Trace-stimuli-triggered controlled degradation for hydrogel adhesives

Abstract Biodegradable hydrogels are promising for tissue adhesives and implantable coatings, but are often limited by harsh degradation triggers and uncontrolled breakdown. Here, we present a biodegradable hydrogel design strategy that leverages a redox-responsive crosslinker with a low activation threshold, enabling spatiotemporally controlled degradation in response to trace levels of reactive oxygen species (ROS). The hydrogel undergoes rapid and complete degradation even under low redox stress, disassembling entirely within 2 hours under 0.1% (w/w) ROS and 24 hours at concentrations as low as 0.0001% (w/w) (37°C).
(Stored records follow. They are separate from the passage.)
//! HTTP error handling with builder pattern for dynamic error responses.

use std::borrow::Cow;
use std::fmt;

use axum::http::StatusCode;
use axum::response::{IntoResponse, Response};

use crate::handler::response::ErrorResponse;

/// The error type for HTTP handlers in the server.
///
/// Carries an [`ErrorKind`] that selects the status code and base body, plus
/// optional message, resource and context that refine it.
#[derive(Clone)]
#[must_use = "errors do nothing unless serialized"]
pub struct Error<'a> {
    kind: ErrorKind,
    context: Option<Cow<'a, str>>,
    message: Option<Cow<'a, str>>,
    resource: Option<Cow<'a, str>>,
}

impl Error<'static> {
    /// Creates a new [`Error`] with the specified kind.
    #[inline]
    pub fn new(kind: ErrorKind) -> Self {
        Self {
            kind,
            context: None,
            message: None,
            resource: None,
        }
    }
}

impl<'a> Error<'a> {
    /// Attaches context information to the error.
    ///
    /// Context is logged but never serialized into the response body.
    #[inline]
    pub fn with_context(self, context: impl Into<Cow<'a, str>>) -> Self {
        Self {
            context: Some(context.into()),
            ..self
        }
    }

    /// Sets a custom user-friendly message for the error.
    #[inline]
    pub fn with_message(self, message: impl Into<Cow<'a, str>>) -> Self {
        Self {
            message: Some(message.into()),
            ..self
        }
    }

    /// Sets the resource that caused the error.
    #[inline]
    pub fn with_resource(self, resource: impl Into<Cow<'a, str>>) -> Self {
        Self {
            resource: Some(resource.into()),
            ..self
        }
    }

    /// Returns the error kind.
    #[inline]
    pub fn kind(&self) -> ErrorKind {
        self.kind
    }

    /// Returns the custom message if present.
    #[inline]
    pub fn message(&self) -> Option<&str> {
        self.message.as_deref()
    }

    /// Returns the resource if present.
    #[inline]
    pub fn resource(&self) -> Option<&str> {
        self.resource.as_deref()
    }
}

impl fmt::Debug for Error<'_> {
    fn fmt(&self, f: &mut fmt::Formatter<'_>) -> fmt::Result {
        f.debug_struct("Error")
            .field("kind", &self.kind)
            .field("status", &self.kind.status_code())
            .field("message", &self.message)
            .field("resource", &self.resource)
            .field("context", &self.context)
            .finish()
    }
}

impl fmt::Display for Error<'_> {
    fn fmt(&self, f: &mut fmt::Formatter<'_>) -> fmt::Result {
        let response = self.kind.response();
        let message = self.message.as_deref().unwrap_or(&response.message);
        write!(f, "{} ({}): {message}", response.name, response.status.as_u16())?;

        match (&self.resource, &self.context) {
            (Some(resource), Some(context)) => write!(f, " [{resource}] {context}"),
            (Some(resource), None) => write!(f, " [{resource}]"),
            (None, Some(context)) => write!(f, " {context}"),
            (None, None) => Ok(()),
        }
    }
}

impl std::error::Error for Error<'_> {}

impl IntoResponse for Error<'_> {
    fn into_response(self) -> Response {
        let mut response = self.kind.response();

        if let Some(message) = self.message {
            response = response.with_message(message);
        }

        if let Some(resource) = self.resource {
            response = response.with_resource(resource);
        }

        if let Some(context) = self.context {
            response = response.with_context(context);
        }

        response.into_response()
    }
}

impl From<ErrorKind> for Error<'static> {
    #[inline]
    fn from(kind: ErrorKind) -> Self {
        Self::new(kind)
    }
}

/// A specialized [`Result`] type for HTTP operations.
///
/// [`Result`]: std::result::Result
pub type Result<T, E = Error<'static>> = std::result::Result<T, E>;

/// Enumeration of all HTTP error kinds the server produces.
#[must_use = "error kinds do nothing unless used to create errors"]
#[derive(Debug, Default, Clone, Copy, PartialEq, Eq, Hash)]
pub enum ErrorKind {
    // 4xx Client Errors
    /// 400 Bad Request - Missing required path parameter
    MissingPathParam,
    /// 400 Bad Request - Invalid request data
    BadRequest,
    /// 401 Unauthorized - Invalid or missing credentials
    Unauthorized,
    /// 404 Not Found - Resource not found
    NotFound,
    /// 409 Conflict - Conflicting resource state
    Conflict,

    // 5xx Server Errors
    /// 500 Internal Server Error - Unexpected server error
    #[default]
    InternalServerError,
}

impl ErrorKind {
    /// Converts this error kind into a full [`Error`].
    #[inline]
    pub fn into_error(self) -> Error<'static> {
        Error::new(self)
    }

    /// Creates an [`Error`] with the specified context.
    #[inline]
    pub fn with_context<'a>(self, context: impl Into<Cow<'a, str>>) -> Error<'a> {
        Error::new(self).with_context(context)
    }

    /// Creates an [`Error`] with the specified message.
    #[inline]
    pub fn with_message<'a>(self, message: impl Into<Cow<'a, str>>) -> Error<'a> {
        Error::new(self).with_message(message)
    }

    /// Creates an [`Error`] with the specified resource.
    #[inline]
    pub fn with_resource<'a>(self, resource: impl Into<Cow<'a, str>>) -> Error<'a> {
        Error::new(self).with_resource(resource)
    }

    /// Returns the HTTP status code for this error kind.
    #[inline]
    pub fn status_code(self) -> StatusCode {
        self.response().status
    }

    /// Returns the base response for this error kind.
    #[inline]
    pub fn response(self) -> ErrorResponse<'static> {
        match self {
            Self::MissingPathParam => ErrorResponse::MISSING_PATH_PARAM,
            Self::BadRequest => ErrorResponse::BAD_REQUEST,
            Self::Unauthorized => ErrorResponse::UNAUTHORIZED,
            Self::NotFound => ErrorResponse::NOT_FOUND,
            Self::Conflict => ErrorResponse::CONFLICT,
            Self::InternalServerError => ErrorResponse::INTERNAL_SERVER_ERROR,
        }
    }
}

impl fmt::Display for ErrorKind {
    fn fmt(&self, f: &mut fmt::Formatter<'_>) -> fmt::Result {
        write!(f, "{}", self.response().name.as_ref())
    }
}

impl IntoResponse for ErrorKind {
    #[inline]
    fn into_response(self) -> Response {
        self.response().into_response()
    }
}

#[cfg(test)]
mod tests {
    use super::*;

    #[test]
    fn builder_keeps_every_part() {
        let error = ErrorKind::Conflict
            .with_message("Username or email already registered")
            .with_resource("account")
            .with_context("accounts_username_unique_idx");

        assert_eq!(error.kind(), ErrorKind::Conflict);
        assert_eq!(error.message(), Some("Username or email already registered"));
        assert_eq!(error.resource(), Some("account"));
    }

    #[test]
    fn display_includes_status_and_resource() {
        let error = ErrorKind::NotFound
            .with_message("Post not found")
            .with_resource("post");

        assert_eq!(error.to_string(), "not_found (404): Post not found [post]");
        assert_eq!(
            ErrorKind::Unauthorized.into_error().to_string(),
            "unauthorized (401): Invalid credentials."
        );
    }

    #[test]
    fn kinds_map_to_status_codes() {
        let cases = [
            (ErrorKind::BadRequest, StatusCode::BAD_REQUEST),
            (ErrorKind::MissingPathParam, StatusCode::BAD_REQUEST),
            (ErrorKind::Unauthorized, StatusCode::UNAUTHORIZED),
            (ErrorKind::NotFound, StatusCode::NOT_FOUND),
            (ErrorKind::Conflict, StatusCode::CONFLICT),
            (ErrorKind::InternalServerError, StatusCode::INTERNAL_SERVER_ERROR),
        ];

        for (kind, status) in cases {
            assert_eq!(kind.status_code(), status);
            assert_eq!(kind.into_response().status(), status);
        }
    }
}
Functioning as a tissue adhesive, the hydrogel forms bonds within 5 seconds, maintains strong wet adhesion (200 J·m⁻²), and exhibits excellent sealing performance in both in vitro and in vivo models, with complete degradation under physiological ROS concentrations (∼0.0000001% (w/w)) occurring over 3 weeks—well aligned with the natural wound healing process. Notably, initial mild degradation triggers chain growth, which reinforces wet adhesion by actively compensating for swelling-induced interfacial weakening. The strategy demonstrates remarkable generality and biocompatibility, facilitating the clinical application of biodegradable materials and minimizing the risk of synthetic residue and contamination.